I have also seen young patients die of breast cancer, so it was very surprising to me that this federally appointed panel came out with the recommendation that women start getting mammograms at age 50 and then every two years after that without even considering the impact that it could have on preventive medicine. So far, the only thing I can conclude from their statements is that they're playing a numbers game and based on their theoretical statistical analyses and data from some European countries such as Sweden, the cost-benefits ratio in their mathematical calculations made it more beneficial at the age of 50 than it would be at the age of 40.
Saving someone from cancer should not be a numbers game, but unfortunately, this seems to be the trend coming to America. Save dollars, and make it cost effective. I don't mind that medical policies change, but what I do mind, is when these decisions are made by bureaucratic panels without considering the impact that it can have on the patients and the physicians treating them. As of today, it appears that the American Cancer Society disagrees with these new recommendations, so I can only imagine what insurance companies are going to be saying in the very near future.

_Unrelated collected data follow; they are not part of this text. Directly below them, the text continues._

//! Bracket-expression patterns compiled into character matchers.
//!
//! A pattern is an optional leading `^` for negation followed by one or
//! more items, each a single character or an `a-b` range: `pattern("a-z_")`,
//! `pattern("^0-9")`. The compiler is itself written with the library and
//! built once per thread.

use once_cell::unsync::OnceCell;

use super::{char, char_matcher, CharMatcher};
use crate::parser::{any, Parser};
use crate::value::Value;

pub fn pattern(expression: &str) -> Parser {
    pattern_with(expression, &format!("[{expression}] expected"))
}

/// Like [`pattern`] with an explicit failure message.
///
/// # Panics
///
/// Panics when `expression` is malformed or contains an inverted range.
pub fn pattern_with(expression: &str, message: &str) -> Parser {
    char_matcher(compile(expression), message)
}

thread_local! {
    static COMPILER: OnceCell<Parser> = OnceCell::new();
}

fn compile(expression: &str) -> CharMatcher {
    COMPILER.with(|cell| {
        let compiler = cell.get_or_init(compiler);
        match compiler.parse(expression) {
            Ok(success) => fold(success.value),
            Err(failure) => panic!("malformed character pattern '{expression}': {failure}"),
        }
    })
}

/// `'^'? (char '-' char | char)+`, with each production tagged for [`fold`].
fn compiler() -> Parser {
    let range = any().seq(&char('-')).seq(&any()).map(|value| match value {
        Value::List(items) if items.len() == 3 => Value::List(vec![
            Value::Str("range".into()),
            items[0].clone(),
            items[2].clone(),
        ]),
        other => other,
    });
    let single = any().map(|value| Value::List(vec![Value::Str("single".into()), value]));
    let positive = range.or(&single).plus().map(|value| match value {
        Value::List(items) => {
            let mut tagged = vec![Value::Str("any".into())];
            tagged.extend(items);
            Value::List(tagged)
        }
        other => other,
    });
    let negative = char('^').seq(&positive).map(|value| match value {
        Value::List(items) if items.len() == 2 => {
            Value::List(vec![Value::Str("not".into()), items[1].clone()])
        }
        other => other,
    });
    negative.or(&positive).end()
}

fn fold(value: Value) -> CharMatcher {
    let Value::List(mut items) = value else {
        panic!("unexpected shape in compiled character pattern");
    };
    let tag = match items.first() {
        Some(Value::Str(tag)) => tag.clone(),
        _ => panic!("unexpected shape in compiled character pattern"),
    };
    match tag.as_str() {
        "single" => match items.swap_remove(1) {
            Value::Char(value) => CharMatcher::Single(value),
            _ => panic!("unexpected shape in compiled character pattern"),
        },
        "range" => match (items.get(1), items.get(2)) {
            (Some(Value::Char(lo)), Some(Value::Char(hi))) => CharMatcher::range(*lo, *hi),
            _ => panic!("unexpected shape in compiled character pattern"),
        },
        "any" => {
            let mut matchers: Vec<CharMatcher> = items.drain(1..).map(fold).collect();
            if matchers.len() == 1 {
                matchers.remove(0)
            } else {
                CharMatcher::AnyOf(matchers)
            }
        }
        "not" => fold(items.swap_remove(1)).negate(),
        _ => panic!("unexpected shape in compiled character pattern"),
    }
}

Finally, I really want to express my discontent with the advice being given to younger women not to bother doing self exams. We teach women about the importance of becoming familiar with their bodies. Self examination can yield lesions in a woman's breast that if recognized and worked-up could prevent death and disease. It does not cost anything, and it can only provide vital information that is important to health care professionals. But as I said earlier, it's always a numbers game. I just hope my daughter doesn't become one of those statistics, that at least to some people, do not seem to matter.